The alternative, general acid–base mechanism was evaluated by invoking His153 as the nucleophile. It abstracts a proton from the free α-ammonium group of the DAG-modified cysteine in the DA-BLP substrate (Fig. 4, Supplementary Figs. 15b and 16, Supplementary Table 5 and Supplementary Movies 57). The newly formed amine attacks the carbonyl carbon at the sn-2 position of the DAG forming an eight-membered heterocyclic intermediate with a tetrahedral carbon and a tetrahedral nitrogen. The negative charge on the oxygen bonded to the tetrahedral carbon is stabilised by the proximal His85 which remains protonated throughout the reaction. A deprotonated His85 next to the cyclic intermediate does not allow the reaction to proceed (Supplementary Fig. 16). The positive charge on the heterocycle nitrogen repels the imidazolium side chain of His153 causing it to rotate away from the active site toward the aqueous phase where it is stabilised by π–cation interaction with conserved Trp162 (Supplementary Movie 6). Collapse of the cyclic intermediate gives rise to the uncharged lyso-BLP product with its resonance-stabilised trans amide bond. The amide linkage, with its affinity for hydrogen bond donors and acceptors, associates with two water molecules (Supplementary Fig. 35). The need to more fully hydrate undoubtedly contributes to the driving force for the product to depart the binding pocket. The last step in the reaction is the deprotonation of His153 which occurs by facile protonic equilibration with bulk water (Supplementary Fig. 15b). This is accompanied by the return of the imidazole side chain of His153 to face into the binding pocket restoring the enzyme to its original form for another round of reaction (Supplementary Movie 7).

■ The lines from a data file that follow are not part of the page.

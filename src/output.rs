//! Destination file handling
//!
//! The output file is opened once per job and shared by every worker.
//! Writes are positioned (`pwrite` on Unix, `seek_write` on Windows) so no
//! worker ever moves a shared cursor.

use crate::error::{EngineError, Result, StorageErrorKind};
use bytes::Bytes;
use std::fs::File;
use std::path::{Path, PathBuf};
use std::sync::Arc;
use tokio::fs::OpenOptions;

/// Shared handle to a job's destination file
#[derive(Debug, Clone)]
pub struct OutputFile {
    path: PathBuf,
    file: Arc<File>,
}

impl OutputFile {
    /// Create (or truncate) the destination file
    pub async fn create(path: &Path) -> Result<Self> {
        let file = OpenOptions::new()
            .write(true)
            .create(true)
            .truncate(true)
            .open(path)
            .await
            .map_err(|e| {
                EngineError::storage(
                    StorageErrorKind::Io,
                    path,
                    format!("Create failed: {}", e),
                )
            })?;

        Ok(Self {
            path: path.to_path_buf(),
            file: Arc::new(file.into_std().await),
        })
    }

    /// Path of the destination file
    pub fn path(&self) -> &Path {
        &self.path
    }

    /// Pre-size the file so disjoint writes never extend it concurrently
    pub async fn preallocate(&self, len: u64) -> Result<()> {
        let file = Arc::clone(&self.file);
        let path = self.path.clone();
        run_blocking(&self.path, move || {
            file.set_len(len).map_err(|e| {
                EngineError::storage(
                    StorageErrorKind::Io,
                    path,
                    format!("Pre-allocate failed: {}", e),
                )
            })
        })
        .await
    }

    /// Write a whole buffer at an absolute offset
    pub async fn write_at(&self, offset: u64, data: Bytes) -> Result<()> {
        let file = Arc::clone(&self.file);
        let path = self.path.clone();
        run_blocking(&self.path, move || {
            write_all_at(&file, &data, offset).map_err(|e| {
                EngineError::storage(
                    StorageErrorKind::Io,
                    path,
                    format!("Write at offset {} failed: {}", offset, e),
                )
            })
        })
        .await
    }

    /// Flush file contents to disk
    pub async fn sync(&self) -> Result<()> {
        let file = Arc::clone(&self.file);
        let path = self.path.clone();
        run_blocking(&self.path, move || {
            file.sync_all().map_err(|e| {
                EngineError::storage(StorageErrorKind::Io, path, format!("Sync failed: {}", e))
            })
        })
        .await
    }
}

async fn run_blocking<F>(path: &Path, op: F) -> Result<()>
where
    F: FnOnce() -> Result<()> + Send + 'static,
{
    tokio::task::spawn_blocking(op).await.map_err(|e| {
        EngineError::storage(
            StorageErrorKind::Io,
            path,
            format!("File task aborted: {}", e),
        )
    })?
}

#[cfg(unix)]
fn write_all_at(file: &File, buf: &[u8], offset: u64) -> std::io::Result<()> {
    use std::os::unix::fs::FileExt;
    file.write_all_at(buf, offset)
}

#[cfg(windows)]
fn write_all_at(file: &File, mut buf: &[u8], mut offset: u64) -> std::io::Result<()> {
    use std::os::windows::fs::FileExt;
    while !buf.is_empty() {
        match file.seek_write(buf, offset) {
            Ok(0) => {
                return Err(std::io::Error::new(
                    std::io::ErrorKind::WriteZero,
                    "failed to write whole buffer",
                ))
            }
            Ok(n) => {
                buf = &buf[n..];
                offset += n as u64;
            }
            Err(e) if e.kind() == std::io::ErrorKind::Interrupted => {}
            Err(e) => return Err(e),
        }
    }
    Ok(())
}

#[cfg(test)]
mod tests {
    use super::*;
    use tempfile::tempdir;

    #[tokio::test]
    async fn test_disjoint_writes_land_at_offsets() {
        let dir = tempdir().unwrap();
        let path = dir.path().join("out.bin");
        let out = OutputFile::create(&path).await.unwrap();
        out.preallocate(10).await.unwrap();

        // Out of order on purpose
        out.write_at(5, Bytes::from_static(b"fghij")).await.unwrap();
        out.write_at(0, Bytes::from_static(b"abcde")).await.unwrap();
        out.sync().await.unwrap();

        assert_eq!(std::fs::read(&path).unwrap(), b"abcdefghij");
    }

    #[tokio::test]
    async fn test_preallocate_sets_length() {
        let dir = tempdir().unwrap();
        let path = dir.path().join("sized.bin");
        let out = OutputFile::create(&path).await.unwrap();
        out.preallocate(4096).await.unwrap();
        assert_eq!(std::fs::metadata(&path).unwrap().len(), 4096);
    }

    #[tokio::test]
    async fn test_create_in_missing_directory_fails() {
        let dir = tempdir().unwrap();
        let path = dir.path().join("missing").join("out.bin");
        assert!(matches!(
            OutputFile::create(&path).await,
            Err(EngineError::Storage { .. })
        ));
    }
}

Fig. 4: Proposed mechanism of the Lit intramolecular transacylation reaction.
figure4

(Inner panels). The general acid–base mechanism invokes His153 as the nucleophile which abstracts a proton from the free α-ammonium group of cysteine in the DA-BLP substrate. The newly formed amine (intermediate 1, IM1), attacks the carbonyl carbon at the sn-2 position of the DAG forming an eight-membered heterocyclic intermediate with tetrahedral carbon and nitrogen atoms (intermediate 2, IM2). The negative charge on the oxygen bonded to the tetrahedral carbon is stabilised by the proximal His85 which remains protonated throughout the reaction. Collapse of the intermediate gives rise to the lyso-BLP product (P). Deprotonation of His153 by equilibration with bulk water restores the enzyme to its original form in preparation for another round of reaction. Transition state structures (TS1, TS2 and TS3) are shown in square brackets. TS3 includes a transient four-membered ring containing carbon, nitrogen, hydrogen and oxygen atoms that is stabilised presumably by local bonded and non-bonded interactions. (Outer panels) 3D structures of complexes between Lit and reactant, transition states, intermediates and product derived from QM/MM. The eight-membered heterocyclic intermediate (IM2) adopts a chair-like conformation (inset), which was maintained throughout the MD simulations. The acylated cysteine is shown with cyan carbon atoms. The catalytic histidines have green carbons. Polar and hydrogen bond interactions are shown as dashed lines with distances in ångströms. Dashed lines in the transition states represent forming and breaking partial bonds. The bond between the carbon and the non-bridging oxygen in the sn-2 acyl chain is identified by a black line.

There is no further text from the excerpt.